In most experimental set-ups, two reagents are rapidly mixed together and then ‘stopped’ in an observation cell. The sample cell is irradiated with monochromatic light and as the reaction proceeds the change in the recorded signal, usually a fluorescence signal or absorbance at a specific wavelength, is recorded as a function of time.

Analysis of the resulting kinetic transient can determine reaction rates, complexity of the reaction mechanism, information on short-lived reaction intermediates etc. A series of stopped-flow experiments can be used to show the effect of parameters such as temperature, pH and reagent concentration on the kinetics of a reaction.

Sample Requirements/ Details

  • Minimum volume: For single mixing experiments a minimum of 120 µL is the recommended total drive volume. Users may choose to reduce drive volume to improve sample economy under certain experimental conditions.
  • Cell Pathlenghts: Standard cell (20 µL): 2 mm and 10 mm pathlengths. Rapid kinetics cell (5 µL): 1 mm and 5 mm pathlengths.
  • Symmetric and asymmetric mixing: Symmetric mixing uses two identically-sized drive syringes, such as the standard 2.5 mL syringes provided with the instrument. Asymmetric mixing uses two syringes of different sizes to mix a volume ratio other than 1:1. For example, a 10:1 ratio (common for refolding experiments) can be achieved using a 250 µL syringe in place of one of the 2.5 mL syringes.

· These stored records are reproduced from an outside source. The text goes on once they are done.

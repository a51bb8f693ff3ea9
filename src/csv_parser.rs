//! CSV parser with automatic type inference.
//!
//! Parses CSV text into a [`DataFrame`](crate::dataframe::DataFrame),
//! inferring each column's kind from its present cells in the order
//! Numeric → Datetime → Categorical.
//!
//! # Features
//!
//! - RFC 4180 quoting (quoted fields, escaped quotes, delimiters and
//!   newlines inside quotes)
//! - Null markers: empty, `NA`, `N/A`, `null`, `NULL`, `None`, `.`, `NaN`, `#N/A`
//! - Datetimes in `%Y-%m-%d`, `%Y-%m-%d %H:%M:%S` or `%Y-%m-%dT%H:%M:%S`
//! - Configurable delimiter, header handling and null markers
//!
//! # Example
//!
//! ```
//! use sigma_insight::csv_parser::CsvParser;
//! use sigma_insight::dataframe::DataType;
//!
//! let csv = "batch,date,diameter\nA,2024-03-01,10.02\nB,2024-03-02,9.97\nA,2024-03-03,NA\n";
//! let df = CsvParser::new().parse_str(csv).unwrap();
//! assert_eq!(df.row_count(), 3);
//! assert_eq!(df.column(0).unwrap().data_type(), DataType::Categorical);
//! assert_eq!(df.column(1).unwrap().data_type(), DataType::Datetime);
//! assert_eq!(df.column(2).unwrap().data_type(), DataType::Numeric);
//! assert_eq!(df.column(2).unwrap().null_count(), 1);
//! ```

use std::collections::HashMap;
use std::path::Path;

use chrono::{NaiveDate, NaiveDateTime};
use tracing::debug;

use crate::dataframe::{Column, DataFrame, DataType, ValidityBitmap};
use crate::error::AnalysisError;

/// Null markers recognized when none are configured.
const DEFAULT_NULL_MARKERS: &[&str] = &[
    "", "NA", "N/A", "na", "n/a", "null", "NULL", "None", "none", ".", "NaN", "nan", "NAN",
    "#N/A", "#NA",
];

const DATETIME_FORMATS: &[&str] = &["%Y-%m-%d %H:%M:%S", "%Y-%m-%dT%H:%M:%S"];
const DATE_FORMAT: &str = "%Y-%m-%d";

/// CSV parser configuration and entry point.
///
/// ```
/// use sigma_insight::csv_parser::CsvParser;
///
/// let df = CsvParser::new().delimiter(b';').parse_str("a;b\n1;2\n3;4\n").unwrap();
/// assert_eq!(df.row_count(), 2);
/// ```
#[derive(Debug, Clone)]
pub struct CsvParser {
    delimiter: u8,
    has_header: bool,
    null_markers: Vec<String>,
}

impl CsvParser {
    /// Creates a parser with a comma delimiter, a header row and the
    /// standard null markers.
    pub fn new() -> Self {
        Self {
            delimiter: b',',
            has_header: true,
            null_markers: DEFAULT_NULL_MARKERS.iter().map(|s| (*s).to_string()).collect(),
        }
    }

    /// Sets the field delimiter.
    pub fn delimiter(mut self, delim: u8) -> Self {
        self.delimiter = delim;
        self
    }

    /// Sets whether the first row is a header. Without one, columns are
    /// named `col_0`, `col_1`, ...
    pub fn has_header(mut self, header: bool) -> Self {
        self.has_header = header;
        self
    }

    /// Replaces the null markers.
    pub fn null_markers(mut self, markers: Vec<String>) -> Self {
        self.null_markers = markers;
        self
    }

    /// Parses CSV text into a DataFrame.
    ///
    /// # Errors
    ///
    /// [`AnalysisError::CsvParse`] when a row has the wrong number of fields,
    /// a header name repeats, or a quoted field is never closed.
    pub fn parse_str(&self, input: &str) -> Result<DataFrame, AnalysisError> {
        let input = input.strip_prefix('\u{feff}').unwrap_or(input);

        let raw_rows = self.parse_raw(input)?;
        let Some(first) = raw_rows.first() else {
            return Ok(DataFrame::new());
        };

        let (headers, data_rows): (Vec<String>, &[Vec<String>]) = if self.has_header {
            let headers = first.iter().map(|h| h.trim().to_string()).collect();
            (headers, &raw_rows[1..])
        } else {
            ((0..first.len()).map(|i| format!("col_{i}")).collect(), &raw_rows[..])
        };
        if data_rows.is_empty() {
            return Ok(DataFrame::new());
        }

        let n_cols = headers.len();
        let first_data_line = if self.has_header { 2 } else { 1 };
        let mut raw_columns: Vec<Vec<&str>> = vec![Vec::with_capacity(data_rows.len()); n_cols];
        for (offset, row) in data_rows.iter().enumerate() {
            if row.len() != n_cols {
                return Err(AnalysisError::CsvParse {
                    line: first_data_line + offset,
                    message: format!("expected {n_cols} fields, got {}", row.len()),
                });
            }
            for (col_idx, field) in row.iter().enumerate() {
                raw_columns[col_idx].push(field.trim());
            }
        }

        let mut df = DataFrame::new();
        for (name, raw) in headers.into_iter().zip(&raw_columns) {
            if df.column_by_name(&name).is_some() {
                return Err(AnalysisError::CsvParse {
                    line: 1,
                    message: format!("duplicate column name '{name}'"),
                });
            }
            let column = self.build_column(raw);
            debug!(column = %name, data_type = %column.data_type(), "inferred column type");
            df.add_column(name, column)?;
        }
        Ok(df)
    }

    /// Reads and parses a CSV file.
    pub fn parse_file(&self, path: impl AsRef<Path>) -> Result<DataFrame, AnalysisError> {
        let content = std::fs::read_to_string(path)?;
        self.parse_str(&content)
    }

    // ── Internal parsing ─────────────────────────────────────────

    /// Splits text into rows of unquoted fields.
    fn parse_raw(&self, input: &str) -> Result<Vec<Vec<String>>, AnalysisError> {
        let delim = self.delimiter as char;
        let mut rows: Vec<Vec<String>> = Vec::new();
        let mut row: Vec<String> = Vec::new();
        let mut field = String::new();
        let mut in_quotes = false;
        let mut line = 1usize;
        let mut quote_line = 0usize;
        let mut chars = input.chars().peekable();

        while let Some(c) = chars.next() {
            if in_quotes {
                match c {
                    '"' if chars.peek() == Some(&'"') => {
                        chars.next();
                        field.push('"');
                    }
                    '"' => in_quotes = false,
                    _ => {
                        if c == '\n' {
                            line += 1;
                        }
                        field.push(c);
                    }
                }
            } else if c == '"' && field.is_empty() {
                in_quotes = true;
                quote_line = line;
            } else if c == delim {
                row.push(std::mem::take(&mut field));
            } else if c == '\n' || c == '\r' {
                if c == '\r' && chars.peek() == Some(&'\n') {
                    chars.next();
                }
                row.push(std::mem::take(&mut field));
                end_row(&mut row, &mut rows);
                line += 1;
            } else {
                field.push(c);
            }
        }
        if in_quotes {
            return Err(AnalysisError::CsvParse {
                line: quote_line,
                message: "unterminated quoted field".to_string(),
            });
        }
        if !field.is_empty() || !row.is_empty() {
            row.push(field);
            end_row(&mut row, &mut rows);
        }

        while rows.last().is_some_and(|r| r.iter().all(String::is_empty)) {
            rows.pop();
        }
        Ok(rows)
    }

    fn is_null(&self, value: &str) -> bool {
        self.null_markers.iter().any(|m| m == value)
    }

    /// Infers the column kind and builds the typed column.
    fn build_column(&self, values: &[&str]) -> Column {
        let present: Vec<Option<&str>> = values
            .iter()
            .map(|&v| (!self.is_null(v)).then_some(v))
            .collect();

        match infer_type(present.iter().flatten().copied()) {
            DataType::Numeric => {
                let parsed: Vec<Option<f64>> = present
                    .iter()
                    .map(|v| v.and_then(parse_number))
                    .collect();
                Column::from_options(&parsed)
            }
            DataType::Datetime => {
                let parsed: Vec<Option<NaiveDateTime>> = present
                    .iter()
                    .map(|v| v.and_then(parse_datetime))
                    .collect();
                Column::from_timestamps(&parsed)
            }
            DataType::Categorical => build_categorical(&present),
        }
    }
}

impl Default for CsvParser {
    fn default() -> Self {
        Self::new()
    }
}

// ── Helper functions ──────────────────────────────────────────────────

/// Closes a row; leading blank lines are skipped.
fn end_row(row: &mut Vec<String>, rows: &mut Vec<Vec<String>>) {
    if rows.is_empty() && row.iter().all(String::is_empty) {
        row.clear();
    } else {
        rows.push(std::mem::take(row));
    }
}

/// Most specific kind that every present value fits. An all-null column
/// is numeric.
fn infer_type<'a>(mut present: impl Iterator<Item = &'a str> + Clone) -> DataType {
    if present.clone().all(|v| parse_number(v).is_some()) {
        DataType::Numeric
    } else if present.all(|v| parse_datetime(v).is_some()) {
        DataType::Datetime
    } else {
        DataType::Categorical
    }
}

/// Finite numbers only; `inf` and friends are not measurements.
fn parse_number(s: &str) -> Option<f64> {
    s.parse::<f64>().ok().filter(|v| v.is_finite())
}

fn parse_datetime(s: &str) -> Option<NaiveDateTime> {
    DATETIME_FORMATS
        .iter()
        .find_map(|fmt| NaiveDateTime::parse_from_str(s, fmt).ok())
        .or_else(|| {
            NaiveDate::parse_from_str(s, DATE_FORMAT)
                .ok()
                .and_then(|d| d.and_hms_opt(0, 0, 0))
        })
}

fn build_categorical(present: &[Option<&str>]) -> Column {
    let mut lookup: HashMap<&str, u32> = HashMap::new();
    let mut dictionary: Vec<String> = Vec::new();
    let mut indices = Vec::with_capacity(present.len());
    let mut validity = ValidityBitmap::empty();

    for value in present {
        match value {
            Some(label) => {
                let idx = *lookup.entry(*label).or_insert_with(|| {
                    dictionary.push((*label).to_string());
                    (dictionary.len() - 1) as u32
                });
                indices.push(idx);
                validity.push(true);
            }
            None => {
                indices.push(0);
                validity.push(false);
            }
        }
    }
    Column::categorical(dictionary, indices, validity)
}

// ── Tests ─────────────────────────────────────────────────────────────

17. High-throughput stability screening for detergent-solubilized membrane proteins (Analytic Selector Kit) using nDSF technology

Sample Requirements

  • Starting concentration: Ideally, 3 to 5 mg/ml, lower concentrations may work as well. Minimum volume of 250 ul of your sample.
  • 2x original buffer, detergent-free with its composition (including detergent CMC). For example, if the protein is provided in 20mM NaP pH 7.5, 15mM NaCl, 5% glycerol, 0.03% DDM, the corresponding 2x buffer will be: 40mM NaP pH 7.5, 30mM NaCl. Minimum volume of 10 ml of the 2x original buffer.
  • 2x original detergent; for example, if the protein was provided in 20mM NaP pH 7.5, 15mM NaCl, 5% glycerol, 0.03% DDM, then 0.06% solution of DDM in water will be needed. Minimum volume of 10 ml of the 2x original buffer.
  • Number of tryptophans and/or tyrosins in protein sequence (fluorescent reporters).
  • Molecular weight of protein/sample.
  • All samples and buffers should be properly filtered.